_EXERCISE:_
Print, in exact form, the lines below from the one containing "pub fn collect<P: AsRef<Path>>(&self, inputs: &[P])" through the one containing "let input = input.as_ref();", and omit all others.

[Saved data entries]

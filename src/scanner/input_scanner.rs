use crate::config::BatchConfig;
use crate::error::{Cxr2XlsxError, Result};
use crate::parser::cxr_parser::CXR_EXTENSION;
use std::collections::HashSet;
use std::path::{Path, PathBuf};
use walkdir::{DirEntry, WalkDir};

/// Turns command-line inputs into the ordered list of paths handed to the
/// batch converter.
pub struct InputScanner {
    recursive: bool,
    max_depth: usize,
}

impl InputScanner {
    pub fn new(config: &BatchConfig) -> Self {
        Self {
            recursive: config.recursive,
            max_depth: config.max_depth,
        }
    }

    pub fn with_recursive(mut self, recursive: bool) -> Self {
        self.recursive = recursive;
        self
    }

    /// Files are kept as given (the parser validates them later), directories
    /// are expanded to their `.cxr` files in sorted order. Blank entries and
    /// repeats are dropped; first occurrence wins.
    pub fn collect<P: AsRef<Path>>(&self, inputs: &[P]) -> Result<Vec<PathBuf>> {
        let mut seen: HashSet<PathBuf> = HashSet::new();
        let mut paths = Vec::new();

        for input in inputs {
            let input = input.as_ref();
            if input.as_os_str().to_string_lossy().trim().is_empty() {
                continue;
            }

            let expanded = if input.is_dir() {
                self.scan_directory(input)?
            } else {
                vec![input.to_path_buf()]
            };

            for path in expanded {
                if seen.insert(path.clone()) {
                    paths.push(path);
                }
            }
        }

        Ok(paths)
    }

    pub fn scan_directory<P: AsRef<Path>>(&self, root: P) -> Result<Vec<PathBuf>> {
        let root_path = root.as_ref();

        if !root_path.is_dir() {
            return Err(Cxr2XlsxError::InvalidInput {
                path: root_path.display().to_string(),
                reason: "not a directory".to_string(),
            });
        }

        let depth = if self.recursive { self.max_depth } else { 1 };

        let walker = WalkDir::new(root_path)
            .max_depth(depth)
            .follow_links(false)
            .sort_by_file_name()
            .into_iter()
            .filter_entry(|e| e.depth() == 0 || !is_hidden(e));

        let mut files = Vec::new();
        for entry in walker {
            let entry = entry.map_err(|e| Cxr2XlsxError::InvalidInput {
                path: root_path.display().to_string(),
                reason: format!("scan error: {}", e),
            })?;

            if entry.file_type().is_file()
                && entry
                    .path()
                    .extension()
                    .is_some_and(|ext| ext == CXR_EXTENSION)
            {
                files.push(entry.into_path());
            }
        }

        Ok(files)
    }
}

impl Default for InputScanner {
    fn default() -> Self {
        Self::new(&BatchConfig::default())
    }
}

fn is_hidden(entry: &DirEntry) -> bool {
    entry
        .file_name()
        .to_str()
        .is_some_and(|name| name.starts_with('.'))
}

/// Parses newline-separated paths, trimming whitespace and surrounding quotes
/// and skipping blank lines.
pub fn parse_path_list(text: &str) -> Vec<PathBuf> {
    text.lines()
        .map(|line| line.trim().trim_matches('"').trim())
        .filter(|line| !line.is_empty())
        .map(PathBuf::from)
        .collect()
}

pub fn read_path_list<P: AsRef<Path>>(path: P) -> Result<Vec<PathBuf>> {
    let content = std::fs::read_to_string(path.as_ref())?;
    Ok(parse_path_list(&content))
}
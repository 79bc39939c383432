//! Encryption module defines the optional at-rest encryption boundary.
//!
//! When a provider is configured, the [`BackendAdapter`](crate::adapter::BackendAdapter)
//! encrypts every encoded path key before touching the backend and encrypts
//! values on write / decrypts them on read. The tree engine never sees
//! ciphertext and the backend never sees plaintext.

/// Provider trait for encrypting and decrypting stored strings.
///
/// Implementations must be deterministic on keys (the same plaintext key
/// must always encrypt to the same stored key) or lookups cannot work.
/// Returning `None` signals failure; the adapter treats `None` (or an
/// empty string for a non-empty input) as a fatal configuration error
/// rather than silently degrading to plaintext.
pub trait EncryptionProvider: Send + Sync {
    /// Encrypt a plaintext string for storage.
    fn encrypt(&self, plaintext: &str) -> Option<String>;

    /// Decrypt a stored string back to plaintext.
    fn decrypt(&self, ciphertext: &str) -> Option<String>;
}
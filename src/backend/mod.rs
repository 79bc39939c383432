use std::any::Any;

mod in_memory;

pub use in_memory::InMemoryBackend;

/// Backend trait abstracting the flat persistent store under the tree.
///
/// The tree engine only ever sees opaque string keys and string values;
/// all structure lives in the records it writes. Implementations are not
/// required to synchronize: every access from the engine happens through
/// the [`BackendAdapter`](crate::adapter::BackendAdapter) under an active
/// hierarchy lock.
pub trait FlatBackend: Send + Sync + Any {
    /// Whether a value is stored under the key.
    fn contains_key(&self, key: &str) -> bool;

    /// Get the value stored under the key, if any.
    fn get(&self, key: &str) -> Option<String>;

    /// Store a value under the key, replacing any previous value.
    fn set(&mut self, key: &str, value: &str);

    /// Remove the key and its value. Removing an absent key is a no-op.
    fn delete(&mut self, key: &str);

    /// Get a reference to self as Any
    fn as_any(&self) -> &dyn Any;
}
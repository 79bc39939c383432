use crate::helpers::*;
use canopy::TreePath;
use parking_lot::Mutex;
use std::collections::HashMap;
use std::sync::Arc;
use std::time::Duration;

const SETTLE: Duration = Duration::from_secs(5);

/// Subscribes with a collector and returns the shared seen-paths map.
fn collect_changes(store: &canopy::TreeStore) -> Arc<Mutex<HashMap<TreePath, usize>>> {
    let seen: Arc<Mutex<HashMap<TreePath, usize>>> = Arc::new(Mutex::new(HashMap::new()));
    let sink = Arc::clone(&seen);
    store.changes().subscribe(move |changed| {
        *sink.lock().entry(changed.clone()).or_insert(0) += 1;
    });
    seen
}

#[test]
fn test_set_notifies_every_mutated_path() {
    let store = setup_store();
    let seen = collect_changes(&store);

    store.set_value(&path(&["a", "b", "c"]), "1").expect("set failed");
    assert!(store.changes().wait_idle(SETTLE), "dispatcher never drained");

    let seen = seen.lock();
    // Two materialized ancestors plus the leaf, exactly once each.
    assert_eq!(seen.len(), 3);
    assert_eq!(seen.get(&path(&["a"])), Some(&1));
    assert_eq!(seen.get(&path(&["a", "b"])), Some(&1));
    assert_eq!(seen.get(&path(&["a", "b", "c"])), Some(&1));
}

#[test]
fn test_unchanged_ancestors_not_notified() {
    let store = setup_store();
    store.set_value(&path(&["a", "b"]), "1").expect("set failed");
    store.changes().wait_idle(SETTLE);

    let seen = collect_changes(&store);
    // The parent already lists "c"'s sibling chain; only the new leaf and
    // the rewritten parent change.
    store.set_value(&path(&["a", "c"]), "2").expect("set failed");
    assert!(store.changes().wait_idle(SETTLE));
    {
        let seen = seen.lock();
        assert_eq!(seen.len(), 2);
        assert_eq!(seen.get(&path(&["a"])), Some(&1));
        assert_eq!(seen.get(&path(&["a", "c"])), Some(&1));
    }

    // Overwriting an existing leaf touches only the leaf.
    store.set_value(&path(&["a", "c"]), "3").expect("set failed");
    assert!(store.changes().wait_idle(SETTLE));
    assert_eq!(seen.lock().get(&path(&["a", "c"])), Some(&2));
    assert_eq!(seen.lock().len(), 2);
}

#[test]
fn test_delete_notifies_subtree_and_compacted_ancestors() {
    let store = setup_store();
    store.set_value(&path(&["a", "b", "x"]), "1").expect("set failed");
    store.set_value(&path(&["a", "b", "y"]), "2").expect("set failed");
    store.changes().wait_idle(SETTLE);

    let seen = collect_changes(&store);
    store.delete(&path(&["a", "b"])).expect("delete failed");
    assert!(store.changes().wait_idle(SETTLE));

    let seen = seen.lock();
    // x and y removed, then b, then the emptied a.
    assert_eq!(seen.len(), 4);
    for p in [
        path(&["a", "b", "x"]),
        path(&["a", "b", "y"]),
        path(&["a", "b"]),
        path(&["a"]),
    ] {
        assert_eq!(seen.get(&p), Some(&1), "missing notification for {p}");
    }
}

#[test]
fn test_panicking_subscriber_is_isolated() {
    let store = setup_store();

    store.changes().subscribe(|_changed| {
        panic!("subscriber failure");
    });
    let seen = collect_changes(&store);

    store.set_value(&path(&["a"]), "1").expect("set failed");
    store.set_value(&path(&["b"]), "2").expect("set failed");
    assert!(store.changes().wait_idle(SETTLE), "panic halted drainage");

    let seen = seen.lock();
    assert_eq!(seen.get(&path(&["a"])), Some(&1));
    assert_eq!(seen.get(&path(&["b"])), Some(&1));
}

#[test]
fn test_unsubscribe_stops_delivery() {
    let store = setup_store();
    let seen: Arc<Mutex<Vec<TreePath>>> = Arc::new(Mutex::new(Vec::new()));
    let sink = Arc::clone(&seen);
    let id = store
        .changes()
        .subscribe(move |changed| sink.lock().push(changed.clone()));

    store.set_value(&path(&["a"]), "1").expect("set failed");
    assert!(store.changes().wait_idle(SETTLE));
    assert_eq!(seen.lock().len(), 1);

    store.changes().unsubscribe(id);
    store.set_value(&path(&["b"]), "2").expect("set failed");
    assert!(store.changes().wait_idle(SETTLE));
    assert_eq!(seen.lock().len(), 1);
}

#[test]
fn test_failed_delete_notifies_nothing() {
    let store = setup_store();
    let seen = collect_changes(&store);

    store.delete(&path(&["never", "existed"])).expect("delete failed");
    assert!(store.changes().wait_idle(SETTLE));
    assert!(seen.lock().is_empty());
}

_OUTPUT OF THE TASK:_
    pub fn collect<P: AsRef<Path>>(&self, inputs: &[P]) -> Result<Vec<PathBuf>> {
        let mut seen: HashSet<PathBuf> = HashSet::new();
        let mut paths = Vec::new();

        for input in inputs {
            let input = input.as_ref();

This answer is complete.